I have always had an amateur interest in Colonial American history and the period of the American Revolutionary War. In school, one of my social studies curriculum fair projects was a map of key battles that my dad helped me rig up so you could press a button and a Christmas light would show where a battle had occurred while you could read a brief description on the side.
When we started planning our Northeast states road trip (which I'm now abbreviating as NERT - NorthEast Road Trip - my sons tell me that's a ridiculous acronym), we kept adding sites to visit that were significant during the American Revolution. One of these is Fort Ticonderoga in New York.
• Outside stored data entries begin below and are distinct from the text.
use std::collections::BTreeMap;

use crate::config::PricingConfig;
use crate::diagnostics::RunDiagnostics;
use crate::models::{IntervalAward, LedgerKey, RevenueLedgerEntry};
use crate::price_index::PriceIndex;
use crate::registry::ResourceRegistry;
use crate::schema::SchemaVariant;

/// One price index per market. Day-ahead and supplemental MCPCs clear in
/// different auctions and are never mixed.
#[derive(Debug, Clone)]
pub struct PriceBook {
    pub day_ahead: PriceIndex,
    pub real_time: PriceIndex,
    pub supplemental: PriceIndex,
}

impl PriceBook {
    pub fn new(pricing: &PricingConfig) -> Self {
        Self {
            day_ahead: PriceIndex::hourly(),
            real_time: PriceIndex::new(pricing.rt_price_interval_minutes),
            supplemental: PriceIndex::hourly(),
        }
    }

    pub fn for_variant(&self, variant: SchemaVariant) -> &PriceIndex {
        match variant {
            SchemaVariant::DayAhead => &self.day_ahead,
            SchemaVariant::RealTime => &self.real_time,
            SchemaVariant::Supplemental => &self.supplemental,
        }
    }

    pub fn for_variant_mut(&mut self, variant: SchemaVariant) -> &mut PriceIndex {
        match variant {
            SchemaVariant::DayAhead => &mut self.day_ahead,
            SchemaVariant::RealTime => &mut self.real_time,
            SchemaVariant::Supplemental => &mut self.supplemental,
        }
    }

    pub fn superseded_total(&self) -> u64 {
        self.day_ahead.superseded() + self.real_time.superseded() + self.supplemental.superseded()
    }
}

/// Revenue entries keyed by `(year, resource_id)`.
///
/// A store belongs to exactly one worker while it is being filled; stores of
/// independent periods are combined with [`LedgerStore::merge`]. Entries are
/// created on a resource's first award rather than up front for every
/// registered resource; an entry that never earns is dropped at finalization
/// either way.
#[derive(Debug, Clone, Default, PartialEq)]
pub struct LedgerStore {
    entries: BTreeMap<LedgerKey, RevenueLedgerEntry>,
}

impl LedgerStore {
    pub fn new() -> Self {
        Self::default()
    }

    pub fn entry_mut(&mut self, key: LedgerKey) -> &mut RevenueLedgerEntry {
        self.entries.entry(key).or_default()
    }

    pub fn get(&self, resource_id: &str, year: i32) -> Option<&RevenueLedgerEntry> {
        self.entries.get(&LedgerKey::new(resource_id, year))
    }

    pub fn merge(&mut self, other: LedgerStore) {
        for (key, entry) in other.entries {
            self.entry_mut(key).merge(&entry);
        }
    }

    pub fn iter(&self) -> impl Iterator<Item = (&LedgerKey, &RevenueLedgerEntry)> {
        self.entries.iter()
    }

    pub fn len(&self) -> usize {
        self.entries.len()
    }

    pub fn is_empty(&self) -> bool {
        self.entries.is_empty()
    }
}

/// Prices awards against a [`PriceBook`] and adds the proceeds to a
/// [`LedgerStore`].
///
/// Every update is an addition, so awards may arrive in any order and in
/// any chunking. Awards of resources missing from the registry are counted
/// and skipped.
pub struct RevenueAccumulator<'a> {
    registry: &'a ResourceRegistry,
    prices: &'a PriceBook,
    dispatch_hours: f64,
    fallback_price: f64,
    period: Option<i32>,
}

impl<'a> RevenueAccumulator<'a> {
    pub fn new(
        registry: &'a ResourceRegistry,
        prices: &'a PriceBook,
        pricing: &PricingConfig,
    ) -> Self {
        Self {
            registry,
            prices,
            dispatch_hours: pricing.dispatch_interval_hours(),
            fallback_price: pricing.fallback_energy_price,
            period: None,
        }
    }

    /// Only awards whose granule falls in `year` are applied.
    pub fn restricted_to(mut self, year: i32) -> Self {
        self.period = Some(year);
        self
    }

    pub fn accumulate(
        &self,
        mut store: LedgerStore,
        awards: &[IntervalAward],
        diag: &mut RunDiagnostics,
    ) -> LedgerStore {
        self.accumulate_into(&mut store, awards, diag);
        store
    }

    pub fn accumulate_into(
        &self,
        store: &mut LedgerStore,
        awards: &[IntervalAward],
        diag: &mut RunDiagnostics,
    ) {
        for award in awards {
            let year = award.year();
            if self.period.is_some_and(|period| period != year) {
                diag.out_of_period_records += 1;
                continue;
            }
            let Some(resource) = self.registry.get(&award.resource_id) else {
                diag.unknown_resources += 1;
                continue;
            };

            let entry = store.entry_mut(LedgerKey::new(award.resource_id.as_str(), year));
            let settlement_point = resource.settlement_point.as_str();
            let index = self.prices.for_variant(award.variant);

            match award.variant {
                SchemaVariant::DayAhead => {
                    if award.energy_mw != 0.0 {
                        // The row's own price settles the award; the index only
                        // covers rows that left it blank.
                        let price = award
                            .energy_price
                            .or_else(|| index.lookup_energy(settlement_point, award.interval_start))
                            .unwrap_or_else(|| {
                                diag.energy_price_fallbacks += 1;
                                self.fallback_price
                            });
                        entry.dam_energy += award.energy_mw * price;
                    }
                    apply_capacity(entry, award, index, diag);
                    entry.dam_hours += 1;
                }
                SchemaVariant::Supplemental => apply_capacity(entry, award, index, diag),
                SchemaVariant::RealTime => {
                    let mwh = award.energy_mw * self.dispatch_hours;
                    if mwh != 0.0 {
                        let quoted = index.lookup_energy(settlement_point, award.interval_start);
                        let price = match quoted {
                            Some(price) => price,
                            None => {
                                entry.fallback_intervals += 1;
                                diag.energy_price_fallbacks += 1;
                                self.fallback_price
                            }
                        };
                        entry.rt_energy_arbitrage += mwh * price;
                    }
                    if mwh > 0.0 {
                        entry.discharge_mwh += mwh;
                    } else if mwh < 0.0 {
                        entry.charge_mwh -= mwh;
                    }
                    entry.rt_intervals += 1;
                }
            }
        }
    }
}

fn apply_capacity(
    entry: &mut RevenueLedgerEntry,
    award: &IntervalAward,
    index: &PriceIndex,
    diag: &mut RunDiagnostics,
) {
    for (&product, &mw) in &award.as_awards {
        if mw <= 0.0 {
            continue;
        }
        match index.lookup_as(product, award.interval_start) {
            Some(price) => *entry.component_mut(product) += mw * price,
            None => diag.missing_as_prices += 1,
        }
    }
}
use chrono::{NaiveDateTime, Timelike};
use std::collections::HashMap;

use crate::models::{AsPrice, AsProduct, EnergyPrice};

/// Clearing-price lookup tables for one market over one processing period.
///
/// Quotes are keyed by the start of the index granule. Lookups floor the
/// requested time to that granule, so a 5-minute dispatch at 10:10 resolves
/// against the 10:00 quote of a 15-minute index.
///
/// When the same key is quoted more than once the latest quote wins:
/// disclosure corrections supersede earlier snapshots. Replacements that
/// change the value are counted in [`PriceIndex::superseded`].
#[derive(Debug, Clone)]
pub struct PriceIndex {
    granule_minutes: u32,
    energy: HashMap<String, HashMap<NaiveDateTime, f64>>,
    ancillary: HashMap<(AsProduct, NaiveDateTime), f64>,
    superseded: u64,
}

impl PriceIndex {
    /// `granule_minutes` must divide a day evenly.
    pub fn new(granule_minutes: u32) -> Self {
        Self {
            granule_minutes: granule_minutes.max(1),
            energy: HashMap::new(),
            ancillary: HashMap::new(),
            superseded: 0,
        }
    }

    pub fn hourly() -> Self {
        Self::new(60)
    }

    fn align(&self, at: NaiveDateTime) -> NaiveDateTime {
        let minute_of_day = at.hour() * 60 + at.minute();
        let floored = minute_of_day - minute_of_day % self.granule_minutes;
        at.date()
            .and_hms_opt(floored / 60, floored % 60, 0)
            .unwrap_or(at)
    }

    fn track(&mut self, previous: Option<f64>, price: f64) {
        if matches!(previous, Some(old) if old != price) {
            self.superseded += 1;
        }
    }

    pub fn index_energy_prices(&mut self, records: impl IntoIterator<Item = EnergyPrice>) {
        for record in records {
            let key = self.align(record.interval_start);
            let previous = self
                .energy
                .entry(record.settlement_point)
                .or_default()
                .insert(key, record.price_per_mwh);
            self.track(previous, record.price_per_mwh);
        }
    }

    pub fn index_as_prices(&mut self, records: impl IntoIterator<Item = AsPrice>) {
        for record in records {
            let key = (record.product, self.align(record.interval_start));
            let previous = self.ancillary.insert(key, record.price_per_mw);
            self.track(previous, record.price_per_mw);
        }
    }

    pub fn lookup_energy(&self, settlement_point: &str, at: NaiveDateTime) -> Option<f64> {
        self.energy
            .get(settlement_point)?
            .get(&self.align(at))
            .copied()
    }

    pub fn lookup_as(&self, product: AsProduct, at: NaiveDateTime) -> Option<f64> {
        self.ancillary.get(&(product, self.align(at))).copied()
    }

    pub fn energy_len(&self) -> usize {
        self.energy.values().map(HashMap::len).sum()
    }

    pub fn as_len(&self) -> usize {
        self.ancillary.len()
    }

    pub fn superseded(&self) -> u64 {
        self.superseded
    }
}
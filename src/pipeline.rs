//! Per-period revenue computation.
//!
//! Each operating year is processed independently: its price indexes are
//! completed from every hourly file and price table first, then hourly
//! awards and streamed dispatch records are accumulated into a ledger store
//! owned by that year. Years run in parallel and their stores are merged
//! once all of them finish.

use indicatif::{MultiProgress, ProgressBar, ProgressDrawTarget, ProgressStyle};
use log::{debug, info, warn};
use rayon::prelude::*;
use serde::Serialize;
use std::collections::{BTreeSet, HashSet};
use std::fs::File;
use std::path::{Path, PathBuf};

use crate::accumulator::{LedgerStore, PriceBook, RevenueAccumulator};
use crate::aggregator::{finalize, RevenueSummary};
use crate::config::RevenueConfig;
use crate::diagnostics::RunDiagnostics;
use crate::error::{RevenueError, SourceError};
use crate::extractor::{AwardExtractor, Extraction};
use crate::models::{AsPrice, EnergyPrice, IntervalAward};
use crate::output::{write_ledger, OutputFormat};
use crate::price_table::load_settlement_prices;
use crate::registry::ResourceRegistry;
use crate::schema::SchemaVariant;
use crate::sources::SourceCatalog;

/// Outcome of a run: finalized rows, data-quality counters and the files
/// written.
#[derive(Debug, Serialize)]
pub struct RunReport {
    pub periods: BTreeSet<i32>,
    pub summaries: Vec<RevenueSummary>,
    pub diagnostics: RunDiagnostics,
    pub outputs: Vec<PathBuf>,
}

impl RunReport {
    /// 0 when at least one resource produced a ledger row, 1 otherwise.
    pub fn exit_code(&self) -> u8 {
        if self.summaries.is_empty() {
            1
        } else {
            0
        }
    }

    pub fn warning_count(&self) -> u64 {
        self.diagnostics.warning_count()
    }
}

/// Computes ledgers for `periods` and writes them next to `output_stem`.
///
/// Only a registry or output failure is an error; anything wrong with an
/// individual input file is recorded in the report's diagnostics.
pub fn compute_revenues(
    periods: &BTreeSet<i32>,
    config: &RevenueConfig,
    output_stem: &Path,
    format: OutputFormat,
) -> Result<RunReport, RevenueError> {
    let registry = ResourceRegistry::load(
        &config.sources.registry,
        &config.filters.storage_resource_types,
    )?;
    info!(
        "Loaded {} storage resources from {}",
        registry.len(),
        config.sources.registry.display()
    );

    let catalog = SourceCatalog::discover(&config.sources);
    let progress = MultiProgress::new();
    if !config.processing.show_progress {
        progress.set_draw_target(ProgressDrawTarget::hidden());
    }

    let results: Vec<(LedgerStore, RunDiagnostics)> = periods
        .par_iter()
        .map(|&year| {
            PeriodRun {
                year,
                registry: &registry,
                catalog: &catalog,
                config,
                progress: &progress,
            }
            .run()
        })
        .collect();

    let mut store = LedgerStore::new();
    let mut diagnostics = RunDiagnostics::default();
    for (period_store, period_diag) in results {
        store.merge(period_store);
        diagnostics.merge(period_diag);
    }

    let summaries = finalize(&store, &registry);
    info!(
        "{} ledger rows across {} periods ({} accumulated entries)",
        summaries.len(),
        periods.len(),
        store.len()
    );

    let outputs = if summaries.is_empty() {
        warn!("No resource produced revenue; nothing written");
        Vec::new()
    } else {
        let written = write_ledger(&summaries, output_stem, format)?;
        for path in &written {
            info!("Saved {}", path.display());
        }
        written
    };

    diagnostics.log_summary();

    Ok(RunReport {
        periods: periods.clone(),
        summaries,
        diagnostics,
        outputs,
    })
}

/// Records of one hourly file, committed to the period only when the whole
/// file was read.
#[derive(Default)]
struct HourlyBatch {
    awards: Vec<IntervalAward>,
    clearing_prices: Vec<AsPrice>,
    energy_prices: Vec<EnergyPrice>,
}

struct PeriodRun<'a> {
    year: i32,
    registry: &'a ResourceRegistry,
    catalog: &'a SourceCatalog,
    config: &'a RevenueConfig,
    progress: &'a MultiProgress,
}

impl PeriodRun<'_> {
    fn run(&self) -> (LedgerStore, RunDiagnostics) {
        let mut diag = RunDiagnostics::default();
        let mut prices = PriceBook::new(&self.config.pricing);

        let price_files = self.catalog.settlement_price_files(self.year);
        let hourly_files: Vec<(SchemaVariant, PathBuf)> =
            [SchemaVariant::DayAhead, SchemaVariant::Supplemental]
                .into_iter()
                .flat_map(|variant| {
                    self.catalog
                        .files_for_period(variant, self.year)
                        .into_iter()
                        .map(move |path| (variant, path))
                })
                .collect();
        let dispatch_files = self
            .catalog
            .files_for_period(SchemaVariant::RealTime, self.year);

        let pb = self.progress.add(ProgressBar::new(
            (price_files.len() + hourly_files.len() + dispatch_files.len()) as u64,
        ));
        pb.set_style(
            ProgressStyle::with_template(
                "{spinner:.green} {prefix} [{elapsed_precise}] \
                 [{bar:40.cyan/blue}] {pos}/{len} {msg}",
            )
            .unwrap_or_else(|_| ProgressStyle::default_bar()),
        );
        pb.set_prefix(self.year.to_string());

        // Real-time prices
        let settlement_points = self.registry.settlement_points();
        for path in &price_files {
            pb.set_message(file_label(path));
            self.load_price_table(path, &settlement_points, &mut prices, &mut diag);
            pb.inc(1);
        }

        // Hourly awards and the clearing prices printed alongside them
        let mut awards = Vec::new();
        for (variant, path) in &hourly_files {
            pb.set_message(file_label(path));
            match self.read_hourly_file(path, *variant, &mut diag) {
                Ok(batch) => {
                    diag.files_processed += 1;
                    prices.for_variant_mut(*variant).index_as_prices(batch.clearing_prices);
                    prices.day_ahead.index_energy_prices(batch.energy_prices);
                    awards.extend(batch.awards);
                }
                Err(e) => diag.record_skipped(&e),
            }
            pb.inc(1);
        }
        diag.superseded_quotes += prices.superseded_total();
        debug!(
            "{}: {} real-time quotes, {} day-ahead MCPCs, {} supplemental MCPCs",
            self.year,
            prices.real_time.energy_len(),
            prices.day_ahead.as_len(),
            prices.supplemental.as_len()
        );

        let accumulator = RevenueAccumulator::new(self.registry, &prices, &self.config.pricing)
            .restricted_to(self.year);
        let mut store = accumulator.accumulate(LedgerStore::new(), &awards, &mut diag);
        debug!("{}: {} hourly awards accumulated", self.year, awards.len());
        drop(awards);

        for path in &dispatch_files {
            pb.set_message(file_label(path));
            match self.stream_dispatch_file(path, &accumulator) {
                Ok((file_store, file_diag)) => {
                    store.merge(file_store);
                    diag.merge(file_diag);
                    diag.files_processed += 1;
                }
                Err(e) => diag.record_skipped(&e),
            }
            pb.inc(1);
        }

        pb.finish_with_message(format!("{} resources", store.len()));
        info!(
            "{}: {} price tables, {} hourly files, {} dispatch files, {} ledger entries",
            self.year,
            price_files.len(),
            hourly_files.len(),
            dispatch_files.len(),
            store.len()
        );
        (store, diag)
    }

    fn load_price_table(
        &self,
        path: &Path,
        settlement_points: &HashSet<String>,
        prices: &mut PriceBook,
        diag: &mut RunDiagnostics,
    ) {
        let interval_minutes = self.config.pricing.rt_price_interval_minutes;
        match load_settlement_prices(path, interval_minutes, Some(settlement_points)) {
            Ok(table) => {
                if table.skipped_rows > 0 {
                    warn!("{}: {} unusable price rows", path.display(), table.skipped_rows);
                    diag.malformed_records += table.skipped_rows;
                }
                debug!("{}: {} price quotes", path.display(), table.quotes.len());
                prices.real_time.index_energy_prices(table.quotes);
                diag.files_processed += 1;
            }
            Err(e) => diag.record_skipped(&e),
        }
    }

    fn open(
        &self,
        path: &Path,
        variant: SchemaVariant,
    ) -> Result<(csv::Reader<File>, AwardExtractor), SourceError> {
        let mut reader = csv::ReaderBuilder::new()
            .flexible(true)
            .trim(csv::Trim::All)
            .from_path(path)
            .map_err(|e| SourceError::from_csv(path, e))?;
        let headers = reader.headers().map_err(|e| SourceError::from_csv(path, e))?;
        let storage_types = &self.config.filters.storage_resource_types;
        let extractor = AwardExtractor::new(variant, headers, storage_types).map_err(|source| {
            SourceError::Schema {
                path: path.to_path_buf(),
                source,
            }
        })?;
        Ok((reader, extractor))
    }

    fn read_hourly_file(
        &self,
        path: &Path,
        variant: SchemaVariant,
        diag: &mut RunDiagnostics,
    ) -> Result<HourlyBatch, SourceError> {
        let (mut reader, extractor) = self.open(path, variant)?;
        let mut file_diag = RunDiagnostics::default();
        let mut batch = HourlyBatch::default();

        for result in reader.records() {
            let record = match result {
                Ok(record) => record,
                Err(e) if e.is_io_error() => return Err(SourceError::from_csv(path, e)),
                Err(_) => {
                    file_diag.malformed_records += 1;
                    continue;
                }
            };
            file_diag.records_read += 1;

            batch
                .clearing_prices
                .extend(extractor.clearing_prices(&record, &mut file_diag));

            match extractor.extract(&record, &mut file_diag) {
                Extraction::Award(award) => {
                    if let (Some(price), Some(settlement_point)) = (
                        award.energy_price,
                        self.registry.settlement_point(&award.resource_id),
                    ) {
                        batch.energy_prices.push(EnergyPrice {
                            settlement_point: settlement_point.to_string(),
                            interval_start: award.interval_start,
                            price_per_mwh: price,
                        });
                    }
                    batch.awards.push(award);
                }
                Extraction::NotStorage => file_diag.non_storage_records += 1,
                Extraction::Malformed => file_diag.malformed_records += 1,
            }
        }

        debug!(
            "{}: {} records, {} storage awards",
            path.display(),
            file_diag.records_read,
            batch.awards.len()
        );
        diag.merge(file_diag);
        Ok(batch)
    }

    /// Streams one dispatch file in fixed-size batches into a store of its
    /// own, so a file that fails halfway contributes nothing.
    fn stream_dispatch_file(
        &self,
        path: &Path,
        accumulator: &RevenueAccumulator<'_>,
    ) -> Result<(LedgerStore, RunDiagnostics), SourceError> {
        let (mut reader, extractor) = self.open(path, SchemaVariant::RealTime)?;
        let batch_size = self.config.processing.batch_size.max(1);
        let mut store = LedgerStore::new();
        let mut diag = RunDiagnostics::default();
        let mut batch = Vec::with_capacity(batch_size);

        for result in reader.records() {
            let record = match result {
                Ok(record) => record,
                Err(e) if e.is_io_error() => return Err(SourceError::from_csv(path, e)),
                Err(_) => {
                    diag.malformed_records += 1;
                    continue;
                }
            };
            diag.records_read += 1;

            match extractor.extract(&record, &mut diag) {
                Extraction::Award(award) => batch.push(award),
                Extraction::NotStorage => diag.non_storage_records += 1,
                Extraction::Malformed => diag.malformed_records += 1,
            }

            if batch.len() >= batch_size {
                accumulator.accumulate_into(&mut store, &batch, &mut diag);
                batch.clear();
            }
        }
        accumulator.accumulate_into(&mut store, &batch, &mut diag);

        Ok((store, diag))
    }
}

fn file_label(path: &Path) -> String {
    path.file_name()
        .map(|name| name.to_string_lossy().into_owned())
        .unwrap_or_default()
}
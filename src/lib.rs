pub mod accumulator;
pub mod aggregator;
pub mod config;
pub mod diagnostics;
pub mod error;
pub mod extractor;
pub mod models;
pub mod output;
pub mod pipeline;
pub mod price_index;
pub mod price_table;
pub mod registry;
pub mod report;
pub mod schema;
pub mod sources;

pub use accumulator::{LedgerStore, PriceBook, RevenueAccumulator};
pub use aggregator::{
    aggregate_by_resource, finalize, top_resources, ResourceTotals, RevenueSummary,
};
pub use config::RevenueConfig;
pub use diagnostics::RunDiagnostics;
pub use error::{RegistryLoadError, RevenueError, SourceError};
pub use extractor::AwardExtractor;
pub use models::{AsProduct, IntervalAward, LedgerKey, ResourceRecord, RevenueLedgerEntry};
pub use output::{write_ledger, OutputFormat};
pub use pipeline::{compute_revenues, RunReport};
pub use price_index::PriceIndex;
pub use registry::ResourceRegistry;
pub use schema::SchemaVariant;
pub use sources::SourceCatalog;
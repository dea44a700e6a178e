use log::{debug, warn};
use std::collections::{BTreeMap, BTreeSet};
use std::path::{Path, PathBuf};

use crate::config::SourcesConfig;
use crate::schema::SchemaVariant;

/// Operating year stamped in a disclosure or price file name.
///
/// ERCOT names disclosure extracts `..._Data-DD-MMM-YY.csv`; price tables end
/// in `_YYYY`. Two-digit years below 50 are 20xx.
pub fn extract_year_from_filename(path: &Path) -> Option<i32> {
    let stem = path.file_stem()?.to_str()?;

    let parts: Vec<&str> = stem.split('-').collect();
    if parts.len() >= 3 {
        if let Some(year) = parts.last().and_then(|p| p.trim().parse::<i32>().ok()) {
            return Some(match year {
                0..=49 => 2000 + year,
                50..=99 => 1900 + year,
                _ => year,
            });
        }
    }

    let tail = stem.rsplit(['_', '-', '.']).next()?;
    if tail.len() == 4 {
        return tail.parse().ok();
    }
    None
}

fn glob_files(dir: &Path, pattern: &str) -> Vec<PathBuf> {
    let full = format!("{}/{}", glob::Pattern::escape(&dir.to_string_lossy()), pattern);
    match glob::glob(&full) {
        Ok(paths) => {
            let mut files: Vec<PathBuf> = paths
                .filter_map(Result::ok)
                .filter(|p| p.is_file())
                .collect();
            files.sort();
            files
        }
        Err(e) => {
            warn!("Invalid file pattern {}: {}", full, e);
            Vec::new()
        }
    }
}

/// Disclosure files found under the configured directories.
#[derive(Debug, Clone, Default)]
pub struct SourceCatalog {
    files: BTreeMap<SchemaVariant, Vec<PathBuf>>,
    price_dir: Option<PathBuf>,
}

impl SourceCatalog {
    pub fn discover(sources: &SourcesConfig) -> Self {
        let mut files = BTreeMap::new();
        for (variant, dir) in [
            (SchemaVariant::DayAhead, &sources.dam_dir),
            (SchemaVariant::RealTime, &sources.sced_dir),
            (SchemaVariant::Supplemental, &sources.sasm_dir),
        ] {
            let Some(dir) = dir else { continue };
            if !dir.is_dir() {
                warn!("{} directory {} does not exist", variant.label(), dir.display());
                continue;
            }
            let found = glob_files(dir, variant.schema().file_pattern);
            debug!("Found {} {} files in {}", found.len(), variant.label(), dir.display());
            files.insert(variant, found);
        }

        Self {
            files,
            price_dir: sources.price_dir.clone(),
        }
    }

    pub fn files(&self, variant: SchemaVariant) -> &[PathBuf] {
        self.files.get(&variant).map(Vec::as_slice).unwrap_or(&[])
    }

    /// Files that may hold records of operating year `year`.
    ///
    /// Disclosures are published 60 days after the operating day, so the
    /// last weeks of `year` arrive in files stamped `year + 1`. Files whose
    /// name carries no year are always included.
    pub fn files_for_period(&self, variant: SchemaVariant, year: i32) -> Vec<PathBuf> {
        self.files(variant)
            .iter()
            .filter(|path| match extract_year_from_filename(path) {
                Some(stamped) => stamped == year || stamped == year + 1,
                None => true,
            })
            .cloned()
            .collect()
    }

    /// Years present in day-ahead file names, or in real-time names when no
    /// day-ahead files exist.
    pub fn available_years(&self) -> BTreeSet<i32> {
        let variant = if self.files(SchemaVariant::DayAhead).is_empty() {
            SchemaVariant::RealTime
        } else {
            SchemaVariant::DayAhead
        };
        self.files(variant)
            .iter()
            .filter_map(|path| extract_year_from_filename(path))
            .collect()
    }

    /// Real-time settlement point price tables for `year`.
    pub fn settlement_price_files(&self, year: i32) -> Vec<PathBuf> {
        let Some(dir) = &self.price_dir else {
            return Vec::new();
        };
        let mut files = glob_files(dir, &format!("**/*_{year}.parquet"));
        files.extend(glob_files(dir, &format!("**/*_{year}.csv")));
        files
    }
}

#[cfg(test)]
mod tests {
    use super::*;
    use std::fs;
    use tempfile::TempDir;

    #[test]
    fn test_extract_year_from_filename() {
        let year = |name: &str| extract_year_from_filename(Path::new(name));
        assert_eq!(year("60d_DAM_Gen_Resource_Data-15-JAN-24.csv"), Some(2024));
        assert_eq!(year("60d_SCED_Gen_Resource_Data-01-DEC-98.csv"), Some(1998));
        assert_eq!(
            year("Settlement_Point_Prices_at_Resource_Nodes__Hubs_and_Load_Zones_2023.parquet"),
            Some(2023)
        );
        assert_eq!(year("resources.csv"), None);
    }

    #[test]
    fn test_discovery_and_period_window() {
        let dir = TempDir::new().unwrap();
        let dam = dir.path().join("dam");
        fs::create_dir_all(&dam).unwrap();
        for name in [
            "60d_DAM_Gen_Resource_Data-15-NOV-23.csv",
            "60d_DAM_Gen_Resource_Data-15-FEB-24.csv",
            "60d_DAM_Gen_Resource_Data-15-FEB-25.csv",
            "60d_DAM_Load_Resource_Data-15-FEB-24.csv",
        ] {
            fs::write(dam.join(name), "").unwrap();
        }

        let catalog = SourceCatalog::discover(&SourcesConfig {
            dam_dir: Some(dam),
            sced_dir: Some(dir.path().join("missing")),
            ..Default::default()
        });

        assert_eq!(catalog.files(SchemaVariant::DayAhead).len(), 3);
        assert!(catalog.files(SchemaVariant::RealTime).is_empty());
        assert_eq!(
            catalog.available_years().into_iter().collect::<Vec<_>>(),
            vec![2023, 2024, 2025]
        );

        let period: Vec<String> = catalog
            .files_for_period(SchemaVariant::DayAhead, 2023)
            .iter()
            .map(|p| p.file_name().unwrap().to_string_lossy().into_owned())
            .collect();
        assert_eq!(
            period,
            vec![
                "60d_DAM_Gen_Resource_Data-15-FEB-24.csv",
                "60d_DAM_Gen_Resource_Data-15-NOV-23.csv"
            ]
        );
    }

    #[test]
    fn test_settlement_price_files() {
        let dir = TempDir::new().unwrap();
        let nested = dir.path().join("Settlement_Point_Prices");
        fs::create_dir_all(&nested).unwrap();
        fs::write(nested.join("Settlement_Point_Prices_2024.parquet"), "").unwrap();
        fs::write(dir.path().join("rt_prices_2024.csv"), "").unwrap();
        fs::write(dir.path().join("rt_prices_2023.csv"), "").unwrap();

        let catalog = SourceCatalog::discover(&SourcesConfig {
            price_dir: Some(dir.path().to_path_buf()),
            ..Default::default()
        });
        assert_eq!(catalog.settlement_price_files(2024).len(), 2);
        assert!(SourceCatalog::default().settlement_price_files(2024).is_empty());
    }
}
In fact, we were going to just pass through on the way to Vermont, but once I started looking at what all there was to see there, we adjusted the itinerary to allow us much of the day to explore. (On our Middle States trip, we had a few late additions to our itinerary that I wish we'd had more time for, so I'm thinking about that now.)
Anyway, DH brought a book home from the library the other day: The Fate of the Day - from Fort Ticonderoga to Charleston - which is 2nd of a trilogy, beginning in 1777. I'm not so much for reading about history - I'd much rather watch a documentary or visit a museum - but I started flipping through the book and reading the descriptions of landscape, terrain, logistics, etc., of how troops moved in, through, and about the parts of New York, Vermont, New Jersey, and Pennsylvania we'll be visiting. I'd already been studying the Google maps and AAA maps to become familiar with the area, so it was pretty cool to look at the old maps from the late 1700s and think about how what we'll see next year would have looked like 250 years ago.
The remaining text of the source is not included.